Heaven and hell knows, I need her too.

Without her, my life would be the utmost uncertainty and emptiness, a void that can never be filled no matter I, or anyone else, tried.

If only they knew what truth lies behind my juvenile delinquencies and misdemeanor as well as my sorry state of an attitude, along with my most undying affection and love for Manami, they would never look at or think about me the same way again.

But of course, it is a secret I'll bring to my grave.

As I made my way to Manami's class to wait for her outside, I began to remember things that I wished I forgot. I remember it was roughly around this time when it happened, when I was in 3rd grade. I have yet to come across Hiroshi, Makoto or Miki, but I definitely was in the same class with Kyoko at the time. It was right there, at the school playground when it happened. I was approached by a man who was dressed in a black suit and was about roughly 10 feet tall, with long limbs and only had a grinning mouth on his faceless features, like that of a Cheshire Cat I used to see in the Alice in Wonderland storybooks when I was younger. He was standing there, almost hidden behind the tall trees, his arms extended, his fingers curling in and out in a beckoning motion, calling me over wordlessly. I tried to tell others about his presence, but they looked at me like I was dreaming.
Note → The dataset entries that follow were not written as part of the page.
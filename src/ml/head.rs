// ============================================================
// Layer 5 — Masked Classification Head
// ============================================================
// One head per label family (intent / topic / ability). All
// three share this code; only the number of classes differs.
//
// A row is "valid" when its input mask has at least one 1.
// Padding rows are forced onto a flat distribution and carry
// zero weight in the loss:
//
//   scores = Dropout(pooled · W + b)                [batch, n]
//   masked = scores · valid + MIN_FLOAT · (1 − valid)
//   probs  = softmax(masked)
//   loss   = Σ valid · nll(masked, label · valid) / max(Σ valid, 1)
//
// The max(·, 1) keeps an all-padding batch at loss 0 instead of
// 0 / 0.
//
// Reference: Glorot & Bengio (2010) for the kernel initialiser

use burn::{
    module::Param,
    nn::{Dropout, DropoutConfig, Initializer, Linear, LinearConfig},
    prelude::*,
    tensor::activation::softmax,
};

/// Large negative fill for scores of padding rows.
pub const MIN_FLOAT: f32 = -1e30;

#[derive(Config, Debug)]
pub struct ClassificationHeadConfig {
    pub d_input:    usize,
    pub num_labels: usize,
    #[config(default = 0.1)]
    pub dropout:    f64,
}

impl ClassificationHeadConfig {
    pub fn init<B: Backend>(&self, device: &B::Device) -> ClassificationHead<B> {
        let mut dense = LinearConfig::new(self.d_input, self.num_labels)
            .with_initializer(Initializer::XavierUniform { gain: 1.0 })
            .init(device);
        dense.bias = Some(Param::from_tensor(Tensor::zeros([self.num_labels], device)));

        ClassificationHead {
            dense,
            dropout: DropoutConfig::new(self.dropout).init(),
        }
    }
}

#[derive(Module, Debug)]
pub struct ClassificationHead<B: Backend> {
    pub dense:   Linear<B>,
    pub dropout: Dropout,
}

/// Per-row output of one head.
#[derive(Debug, Clone)]
pub struct HeadOutput<B: Backend> {
    /// Scores after padding rows are masked — [batch, num_labels]
    pub masked_scores: Tensor<B, 2>,
    /// Softmax of the masked scores — [batch, num_labels]
    pub probs:         Tensor<B, 2>,
    /// Argmax class — [batch]
    pub predict_ids:   Tensor<B, 1, Int>,
    /// Probability of the argmax class — [batch]
    pub scores:        Tensor<B, 1>,
}

impl<B: Backend> ClassificationHead<B> {
    /// `pooled` is [batch, hidden]; `valid` is 1.0 / 0.0 per row, shape [batch].
    pub fn forward(&self, pooled: Tensor<B, 2>, valid: Tensor<B, 1>) -> HeadOutput<B> {
        let scores = self.dropout.forward(self.dense.forward(pooled));
        let [batch_size, num_labels] = scores.dims();

        let valid  = valid.reshape([batch_size, 1]).expand([batch_size, num_labels]);
        let masked = scores * valid.clone()
            + valid.neg().add_scalar(1.0).mul_scalar(MIN_FLOAT);

        let probs       = softmax(masked.clone(), 1);
        let predict_ids = probs.clone().argmax(1).flatten::<1>(0, 1);
        let scores      = probs.clone().max_dim(1).flatten::<1>(0, 1);

        HeadOutput { masked_scores: masked, probs, predict_ids, scores }
    }
}

/// Mean negative log-likelihood over valid rows.
///
/// `labels` of padding rows are multiplied by zero, so whatever they
/// hold is never looked up against the vocabulary.
pub fn masked_cross_entropy<B: Backend>(
    masked_scores: Tensor<B, 2>,
    labels:        Tensor<B, 1, Int>,
    valid:         Tensor<B, 1>,
) -> Tensor<B, 1> {
    let [batch_size, _] = masked_scores.dims();

    let targets = (labels.float() * valid.clone())
        .int()
        .reshape([batch_size, 1]);

    // Shift by the row max so fully masked rows stay finite
    let shifted   = masked_scores.clone() - masked_scores.max_dim(1);
    let log_probs = shifted.clone() - shifted.exp().sum_dim(1).log();

    let nll = log_probs.gather(1, targets).reshape([batch_size]).neg();

    let denominator = valid.clone().sum().clamp_min(1.0);
    (nll * valid).sum() / denominator
}

/// 1.0 for rows with any real token, else 0.0 — shape [batch].
pub fn valid_rows<B: Backend>(input_mask: Tensor<B, 2, Int>) -> Tensor<B, 1> {
    input_mask.max_dim(1).flatten::<1>(0, 1).clamp(0, 1).float()
}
I couldn't understand at the time why is it that I was the only one who was able to see him, but I did.

Common sense told me I should make a run for it, but curiosity and adventure got the better of me as I answered his beckoning call. Somewhere deep in the back of my mind, I know I shouldn't be going towards the weird man, that I should turn back and run to the nearest adult I can find, but my body was not listening to me, as if the other part of my mind, the more dominant one, was telling me that it was alright, that the man wouldn't hurt me, that he will just show me something interesting and be on his way.
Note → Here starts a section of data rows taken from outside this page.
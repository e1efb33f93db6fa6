#![recursion_limit = "256"]

mod cli;
mod application;
mod domain;
mod data;
mod ml;
mod infra;

use anyhow::Result;
use cli::Cli;
use clap::Parser;

fn main() -> Result<()> {
    tracing_subscriber::fmt()
        .with_env_filter(
            tracing_subscriber::EnvFilter::from_default_env()
                .add_directive("multihead_intent=info".parse()?),
        )
        .init();

    let cli = Cli::parse();
    cli.run()
}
Once I was in the man's embrace, I soon learnt the hard way that my common sense was right all along. By the time I realized it, I found myself in a dark room adorned with candles everywhere. The canopy bed I was sitting on was blood red in colour, as were everything else in the room, with a hint of black in between. It was like being brought from the bright, colourful world I came from into a world that existed in the Twilight Zone. The worst part was that I found myself naked and my right ankle chained to the foot of the bed. It was long enough for me to reach the bathroom or walk about the room, but only just.
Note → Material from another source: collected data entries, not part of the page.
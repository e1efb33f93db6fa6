// ============================================================
// Layer 5 — Evaluator
// ============================================================
// Runs the classifier over a labelled dataset without gradients
// and reports the mean batch loss plus per-head accuracy.
//
// Accuracy only counts valid rows, so the padding appended by
// --pad-final-batch never inflates or deflates a score:
//
//   accuracy = Σ valid · [predict == gold] / Σ valid

use anyhow::{bail, Result};
use burn::{
    data::dataloader::DataLoaderBuilder,
    prelude::*,
};
use serde::{Deserialize, Serialize};

use crate::data::{
    batcher::{ClassifierBatch, ClassifierBatcher},
    dataset::{Feature, FeatureDataset},
};
use crate::domain::label::LabelKind;
use crate::ml::model::IntentClassifier;

#[derive(Debug, Clone, Serialize, Deserialize, PartialEq)]
pub struct EvalReport {
    pub eval_loss:        f64,
    pub intent_accuracy:  f64,
    pub topic_accuracy:   f64,
    pub ability_accuracy: f64,
    /// Real (non-padding) examples scored
    pub num_examples:     usize,
    pub num_batches:      usize,
    /// Checkpoint the weights came from, when known
    #[serde(skip_serializing_if = "Option::is_none")]
    pub global_step:      Option<usize>,
}

impl EvalReport {
    pub fn accuracy(&self, kind: LabelKind) -> f64 {
        match kind {
            LabelKind::Intent  => self.intent_accuracy,
            LabelKind::Topic   => self.topic_accuracy,
            LabelKind::Ability => self.ability_accuracy,
        }
    }
}

pub fn evaluate<B: Backend>(
    model:      &IntentClassifier<B>,
    dataset:    FeatureDataset,
    batch_size: usize,
    device:     &B::Device,
) -> Result<EvalReport> {
    tracing::info!("***** Running evaluation *****");
    tracing::info!("  Num features = {}", dataset.feature_count());
    tracing::info!("  Batch size = {}", batch_size);

    let loader = DataLoaderBuilder::<B, Feature, ClassifierBatch<B>>::new(ClassifierBatcher::new())
        .batch_size(batch_size)
        .num_workers(1)
        .set_device(device.clone())
        .build(dataset);

    let mut loss_sum    = 0.0f64;
    let mut batches     = 0usize;
    let mut valid_total = 0.0f64;
    let mut correct     = [0.0f64; 3];

    for batch in loader.iter() {
        let (loss, output) = model.forward_loss(&batch);
        loss_sum += loss.into_scalar().elem::<f64>();
        batches  += 1;

        valid_total += output.valid.clone().sum().into_scalar().elem::<f64>();

        for (slot, kind) in LabelKind::ALL.iter().enumerate() {
            let hits: f64 = output.head(*kind).predict_ids.clone()
                .equal(batch.label_ids(*kind))
                .int()
                .float()
                .mul(output.valid.clone())
                .sum()
                .into_scalar()
                .elem::<f64>();
            correct[slot] += hits;
        }
    }

    if batches == 0 {
        bail!("Evaluation data loader produced no batches");
    }

    let accuracy = |slot: usize| {
        if valid_total > 0.0 { correct[slot] / valid_total } else { 0.0 }
    };

    let report = EvalReport {
        eval_loss:        loss_sum / batches as f64,
        intent_accuracy:  accuracy(0),
        topic_accuracy:   accuracy(1),
        ability_accuracy: accuracy(2),
        num_examples:     valid_total.round() as usize,
        num_batches:      batches,
        global_step:      None,
    };

    tracing::info!("***** Eval results *****");
    tracing::info!("  eval_loss = {:.4}", report.eval_loss);
    for kind in LabelKind::ALL {
        tracing::info!("  {}_accuracy = {:.4}", kind, report.accuracy(kind));
    }
    Ok(report)
}

// ─── Unit Tests ───────────────────────────────────────────────────────────────
#[cfg(test)]
mod tests {
    use super::*;
    use crate::ml::model::tests::{feature, tiny_classifier_config};
    use burn::backend::NdArray;

    type TestBackend = NdArray;

    #[test]
    fn test_padding_rows_do_not_count() {
        let device = Default::default();
        let model: IntentClassifier<TestBackend> = tiny_classifier_config().init(&device);

        let dataset = FeatureDataset::new(vec![
            feature(&[2, 5, 3], (1, 2, 0)),
            feature(&[2, 7, 3], (3, 1, 2)),
            feature(&[2, 8, 3], (0, 0, 1)),
            Feature::padding(6),
        ]);

        let report = evaluate(&model, dataset, 2, &device).unwrap();
        assert_eq!(report.num_examples, 3);
        assert_eq!(report.num_batches, 2);
        assert!(report.eval_loss.is_finite());
        for kind in LabelKind::ALL {
            let acc = report.accuracy(kind);
            assert!((0.0..=1.0).contains(&acc));
            // Three real rows → accuracy is a multiple of 1/3
            let thirds = acc * 3.0;
            assert!((thirds - thirds.round()).abs() < 1e-9);
        }
    }

    #[test]
    fn test_empty_dataset_is_an_error() {
        let device = Default::default();
        let model: IntentClassifier<TestBackend> = tiny_classifier_config().init(&device);
        assert!(evaluate(&model, FeatureDataset::new(vec![]), 4, &device).is_err());
    }
}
The door of the room I was in was constantly locked, and no matter how I screamed and banged and pull and tugged at the door knob, it would not open. Whoever was outside fell on deaf ears upon my cries to be released. It only opened whenever it was meal times and I was fed with the richest food any kid wished they had the money to buy. Every day and night I was served of my meals by the man in black suit, but he would not tell me where I was or what I was doing here. All my questions were only answered by a wide grin on his face that would probably rival the famous kuchisake-onna and a comforting embrace that I couldn't help relaxing into, no matter how much I resisted. Up close, I realize that I was right about his faceless features: he really didn't have any other facial organs other than his mouth; bald, no eyes, no nose, no ears and only one huge grinning mouth that displayed razor-sharp jagged teeth, it was a wonder he was even able to breathe, let alone able to see and navigate at all. I named him 'Kuro' because of his black suit, and he didn't seem to mind the nickname I gave him. There was something about this man that I feared so much, yet also adore and admire at the same time. It was a very conflicting emotion for me at that age, but I continued to cling on that emotion in the hopes that I will still retain my sanity and get out of this place alive.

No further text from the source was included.